What you will do - Exact copies of all entries are expected.

*** Opening of Information provided ***

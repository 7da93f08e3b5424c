//! Entity store configuration loaded via `OrthoConfig`.
//!
//! Settings are layered from configuration files, `TASK_TRACKER_*`
//! environment variables and command-line flags. Unset optional values fall
//! back to the defaults below.

use std::ffi::OsString;
use std::sync::Arc;
use std::time::Duration;

use ortho_config::{OrthoConfig, OrthoError};
use serde::Deserialize;
use thiserror::Error;

const DEFAULT_MAX_POOL_SIZE: u32 = 10;
const DEFAULT_CONNECTION_TIMEOUT_SECS: u64 = 30;

/// Errors raised while loading configuration.
#[derive(Debug, Error)]
pub enum ConfigError {
    /// A required setting is absent or blank.
    #[error("missing required setting {0}")]
    Missing(&'static str),
    /// A setting holds an unusable value.
    #[error("invalid value '{value}' for {name}")]
    Invalid {
        /// Setting name.
        name: &'static str,
        /// Offending value.
        value: String,
    },
    /// The configuration layers could not be merged.
    #[error("failed to load store configuration: {0}")]
    Load(#[source] Arc<OrthoError>),
    /// The JSON document is malformed.
    #[error("failed to parse store configuration: {0}")]
    Parse(#[from] serde_json::Error),
}

/// Connection settings for the `PostgreSQL` entity store.
#[derive(Debug, Clone, PartialEq, Eq, Deserialize, OrthoConfig)]
#[ortho_config(prefix = "TASK_TRACKER")]
pub struct StoreConfig {
    /// `PostgreSQL` connection URL.
    database_url: String,
    /// Maximum number of pooled connections.
    #[ortho_config(default = 10)]
    #[serde(default = "default_max_pool_size")]
    max_pool_size: u32,
    /// Connection checkout timeout in seconds.
    #[ortho_config(default = 30)]
    #[serde(default = "default_connection_timeout_secs")]
    connection_timeout_secs: u64,
}

const fn default_max_pool_size() -> u32 {
    DEFAULT_MAX_POOL_SIZE
}

const fn default_connection_timeout_secs() -> u64 {
    DEFAULT_CONNECTION_TIMEOUT_SECS
}

impl StoreConfig {
    /// Creates a configuration with default pool settings.
    #[must_use]
    pub fn new(database_url: impl Into<String>) -> Self {
        Self {
            database_url: database_url.into(),
            max_pool_size: DEFAULT_MAX_POOL_SIZE,
            connection_timeout_secs: DEFAULT_CONNECTION_TIMEOUT_SECS,
        }
    }

    /// Sets the maximum number of pooled connections.
    #[must_use]
    pub const fn with_max_pool_size(mut self, size: u32) -> Self {
        self.max_pool_size = size;
        self
    }

    /// Loads the layered configuration for a process invoked with `args`.
    ///
    /// The first argument is the program name, as with
    /// [`std::env::args_os`].
    ///
    /// # Errors
    ///
    /// Returns [`ConfigError::Load`] when the layers cannot be merged, and
    /// [`ConfigError::Missing`] or [`ConfigError::Invalid`] when the merged
    /// settings are unusable.
    pub fn discover(args: impl IntoIterator<Item = OsString>) -> Result<Self, ConfigError> {
        Self::load_from_iter(args)
            .map_err(ConfigError::Load)?
            .validated()
    }

    /// Parses a JSON configuration document.
    ///
    /// # Errors
    ///
    /// Returns [`ConfigError::Parse`] for malformed JSON, and
    /// [`ConfigError::Missing`] or [`ConfigError::Invalid`] when the settings
    /// are unusable.
    pub fn from_json(document: &str) -> Result<Self, ConfigError> {
        let config: Self = serde_json::from_str(document)?;
        config.validated()
    }

    fn validated(self) -> Result<Self, ConfigError> {
        if self.database_url.trim().is_empty() {
            return Err(ConfigError::Missing("database_url"));
        }
        if self.max_pool_size == 0 {
            return Err(ConfigError::Invalid {
                name: "max_pool_size",
                value: self.max_pool_size.to_string(),
            });
        }
        Ok(self)
    }

    /// Returns the connection URL.
    #[must_use]
    pub fn database_url(&self) -> &str {
        &self.database_url
    }

    /// Returns the maximum number of pooled connections.
    #[must_use]
    pub const fn max_pool_size(&self) -> u32 {
        self.max_pool_size
    }

    /// Returns how long a connection checkout may wait.
    #[must_use]
    pub const fn connection_timeout(&self) -> Duration {
        Duration::from_secs(self.connection_timeout_secs)
    }
}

*** Close of Information provided ***

Result for this exercise -
repository 7da93f08e3b5424c
//! Entity store configuration loaded via `OrthoConfig`.
//!
//! Settings are layered from configuration files, `TASK_TRACKER_*`
//! environment variables and command-line flags. Unset optional values fall
//! back to the defaults below.

use std::ffi::OsString;
use std::sync::Arc;
use std::time::Duration;

use ortho_config::{OrthoConfig, OrthoError};
use serde::Deserialize;
use thiserror::Error;

const DEFAULT_MAX_POOL_SIZE: u32 = 10;
const DEFAULT_CONNECTION_TIMEOUT_SECS: u64 = 30;

/// Errors raised while loading configuration.
#[derive(Debug, Error)]
pub enum ConfigError {
    /// A required setting is absent or blank.
    #[error("missing required setting {0}")]
    Missing(&'static str),
    /// A setting holds an unusable value.
    #[error("invalid value '{value}' for {name}")]
    Invalid {
        /// Setting name.
        name: &'static str,
        /// Offending value.
        value: String,
    },
    /// The configuration layers could not be merged.
    #[error("failed to load store configuration: {0}")]
    Load(#[source] Arc<OrthoError>),
    /// The JSON document is malformed.
    #[error("failed to parse store configuration: {0}")]
    Parse(#[from] serde_json::Error),
}

/// Connection settings for the `PostgreSQL` entity store.
#[derive(Debug, Clone, PartialEq, Eq, Deserialize, OrthoConfig)]
#[ortho_config(prefix = "TASK_TRACKER")]
pub struct StoreConfig {
    /// `PostgreSQL` connection URL.
    database_url: String,
    /// Maximum number of pooled connections.
    #[ortho_config(default = 10)]
    #[serde(default = "default_max_pool_size")]
    max_pool_size: u32,
    /// Connection checkout timeout in seconds.
    #[ortho_config(default = 30)]
    #[serde(default = "default_connection_timeout_secs")]
    connection_timeout_secs: u64,
}

const fn default_max_pool_size() -> u32 {
    DEFAULT_MAX_POOL_SIZE
}

const fn default_connection_timeout_secs() -> u64 {
    DEFAULT_CONNECTION_TIMEOUT_SECS
}

impl StoreConfig {
    /// Creates a configuration with default pool settings.
    #[must_use]
    pub fn new(database_url: impl Into<String>) -> Self {
        Self {
            database_url: database_url.into(),
            max_pool_size: DEFAULT_MAX_POOL_SIZE,
            connection_timeout_secs: DEFAULT_CONNECTION_TIMEOUT_SECS,
        }
    }

    /// Sets the maximum number of pooled connections.
    #[must_use]
    pub const fn with_max_pool_size(mut self, size: u32) -> Self {
        self.max_pool_size = size;
        self
    }

    /// Loads the layered configuration for a process invoked with `args`.
    ///
    /// The first argument is the program name, as with
    /// [`std::env::args_os`].
    ///
    /// # Errors
    ///
    /// Returns [`ConfigError::Load`] when the layers cannot be merged, and
    /// [`ConfigError::Missing`] or [`ConfigError::Invalid`] when the merged
    /// settings are unusable.
    pub fn discover(args: impl IntoIterator<Item = OsString>) -> Result<Self, ConfigError> {
        Self::load_from_iter(args)
            .map_err(ConfigError::Load)?
            .validated()
    }

    /// Parses a JSON configuration document.
    ///
    /// # Errors
    ///
    /// Returns [`ConfigError::Parse`] for malformed JSON, and
    /// [`ConfigError::Missing`] or [`ConfigError::Invalid`] when the settings
    /// are unusable.
    pub fn from_json(document: &str) -> Result<Self, ConfigError> {
        let config: Self = serde_json::from_str(document)?;
        config.validated()
    }

    fn validated(self) -> Result<Self, ConfigError> {
        if self.database_url.trim().is_empty() {
            return Err(ConfigError::Missing("database_url"));
        }
        if self.max_pool_size == 0 {
            return Err(ConfigError::Invalid {
                name: "max_pool_size",
                value: self.max_pool_size.to_string(),
            });
        }
        Ok(self)
    }

    /// Returns the connection URL.
    #[must_use]
    pub fn database_url(&self) -> &str {
        &self.database_url
    }

    /// Returns the maximum number of pooled connections.
    #[must_use]
    pub const fn max_pool_size(&self) -> u32 {
        self.max_pool_size
    }

    /// Returns how long a connection checkout may wait.
    #[must_use]
    pub const fn connection_timeout(&self) -> Duration {
        Duration::from_secs(self.connection_timeout_secs)
    }
}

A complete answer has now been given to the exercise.